If you manage to survive this awful trial what becomes of the person who has achieved this self-discovery at such a great cost? You land in a cold world of empty keystrokes and further hopes of future contact. You may send e-mails and join like-minded people in internet chat groups. You get emoticons instead of human touch. We package our hopes and dreams and send them off in cyberspace like messages in a bottle. We wait in dire expectation just to receive a return e-mail from a like minded person. The fact is we can be hard on our friends. If you have the strength you may actually venture out and meet other transgendered people. Hey you get to go to a convention and spend a few days being the person that you should have been your entire life. Wow at least you get to express yourself right? We wander aimlessly in the cold expanse, pressing our face against the glass of human interaction, looking at others that may share a meal, watch a movie, go shopping- anything mundane that is done in the company of someone that loves you. We ache to share our bathroom counter with a person that loves us without conditions.
Finally we have achieved the foundation of real intimacy.
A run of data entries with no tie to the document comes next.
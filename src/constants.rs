use poise::serenity_prelude::Colour;

/// One row of the rank table. Floors are strictly increasing and the first
/// floor is 0, so every XP value resolves to exactly one rank.
#[derive(Debug, PartialEq, Eq)]
pub struct RankDef {
    pub name: &'static str,
    pub required_xp: u64,
    pub icon: &'static str,
    pub role_name: Option<&'static str>,
}

pub const RANKS: [RankDef; 10] = [
    RankDef {
        name: "Rookie",
        required_xp: 0,
        icon: "🔰",
        role_name: None,
    },
    RankDef {
        name: "Private",
        required_xp: 100,
        icon: "⭐",
        role_name: Some("Private"),
    },
    RankDef {
        name: "Specialist",
        required_xp: 200,
        icon: "⭐",
        role_name: Some("Specialist"),
    },
    RankDef {
        name: "Corporal",
        required_xp: 350,
        icon: "⭐⭐",
        role_name: Some("Corporal"),
    },
    RankDef {
        name: "Sergeant",
        required_xp: 500,
        icon: "⭐⭐⭐",
        role_name: Some("Sergeant"),
    },
    RankDef {
        name: "Lieutenant",
        required_xp: 750,
        icon: "🥉",
        role_name: Some("Lieutenant"),
    },
    RankDef {
        name: "Captain",
        required_xp: 1000,
        icon: "🥈",
        role_name: Some("Captain"),
    },
    RankDef {
        name: "Major",
        required_xp: 1500,
        icon: "🥇",
        role_name: Some("Major"),
    },
    RankDef {
        name: "Colonel",
        required_xp: 2500,
        icon: "💎",
        role_name: Some("Colonel"),
    },
    RankDef {
        name: "FOXHOUND",
        required_xp: 4000,
        icon: "🦊",
        role_name: Some("FOXHOUND"),
    },
];

/// Vocabulary scanned for the per-message keyword bonus. Matching is
/// case-insensitive on word boundaries; multi-word entries match as phrases.
pub const TACTICAL_WORDS: &[&str] = &[
    "tactical",
    "stealth",
    "operation",
    "infiltrate",
    "extract",
    "intel",
    "recon",
    "mission",
    "target",
    "objective",
    "deploy",
    "enemy",
    "patrol",
    "metal gear",
    "foxhound",
    "shadow moses",
    "outer heaven",
    "snake",
    "ocelot",
    "motherbase",
    "phantom pain",
    "peace walker",
    "mg",
    "mgs",
    "nanomachines",
    "revolver",
    "diamond dogs",
    "boss",
    "tactic",
    "espionage",
    "alert",
    "caution",
    "silencer",
    "weapon",
    "gear",
    "military",
    "soldier",
    "warfare",
    "combat",
    "strategy",
    "sniper",
    "assault",
    "defense",
    "artillery",
    "ammunition",
    "camouflage",
    "surveillance",
    "reconnaissance",
    "elimination",
    "extraction",
    "insertion",
    "breach",
    "secure",
    "hostile",
    "friendly",
    "neutral",
    "contact",
    "engage",
    "disengage",
    "retreat",
    "advance",
    "flank",
    "cover",
    "suppression",
    "overwatch",
    "backup",
    "reinforcement",
    "casualty",
    "wounded",
    "medic",
    "evac",
    "rendezvous",
    "cipher",
    "patriot",
    "codec",
    "operative",
    "commander",
    "colonel",
    "major",
    "captain",
    "lieutenant",
    "sergeant",
    "private",
];

/// XP/GMP granted for one unit of an activity.
#[derive(Debug, Clone, Copy)]
pub struct Reward {
    pub xp: u64,
    pub gmp: i64,
}

pub const MESSAGE_REWARD: Reward = Reward { xp: 3, gmp: 15 };
pub const TACTICAL_WORD_REWARD: Reward = Reward { xp: 8, gmp: 25 };
pub const VOICE_MINUTE_REWARD: Reward = Reward { xp: 2, gmp: 8 };
pub const REACTION_REWARD: Reward = Reward { xp: 1, gmp: 3 };
pub const REACTION_RECEIVED_REWARD: Reward = Reward { xp: 2, gmp: 8 };
pub const DAILY_BONUS_REWARD: Reward = Reward { xp: 50, gmp: 200 };

pub const STARTING_GMP: i64 = 1000;

pub const DEFAULT_COOLDOWN_SECS: u64 = 30;
pub const DEFAULT_TACTICAL_BONUS_CAP: u32 = 10;
pub const DEFAULT_FLUSH_INTERVAL_MINUTES: u64 = 5;
pub const DEFAULT_SYNC_INTERVAL_MINUTES: u64 = 60;

pub const LEADERBOARD_LIMIT: usize = 10;
pub const INTEL_HEADLINE_COUNT: usize = 3;

pub const PERSISTED_SCHEMA_VERSION: u32 = 1;

pub const SUCCESS_COLOR: Colour = Colour::new(0x00ff00);
pub const FAILURE_COLOR: Colour = Colour::new(0xff0000);
pub const INFO_COLOR: Colour = Colour::new(0x599cff);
We have made peace with who we are so that any future interaction may have the potential to be a genuine relationship. In the world of social media, blog posts and chat groups we take our first steps. The children of Teiresias pick up their staffs and wander over the electronic landscape. If you come across this journal in your endless travels through cyberspace you may learn a little of what it means to be transgendered. For me and so many of my transgendered sisters, we continue to strive to make contact; perhaps with any luck we may achieve intimacy in the void.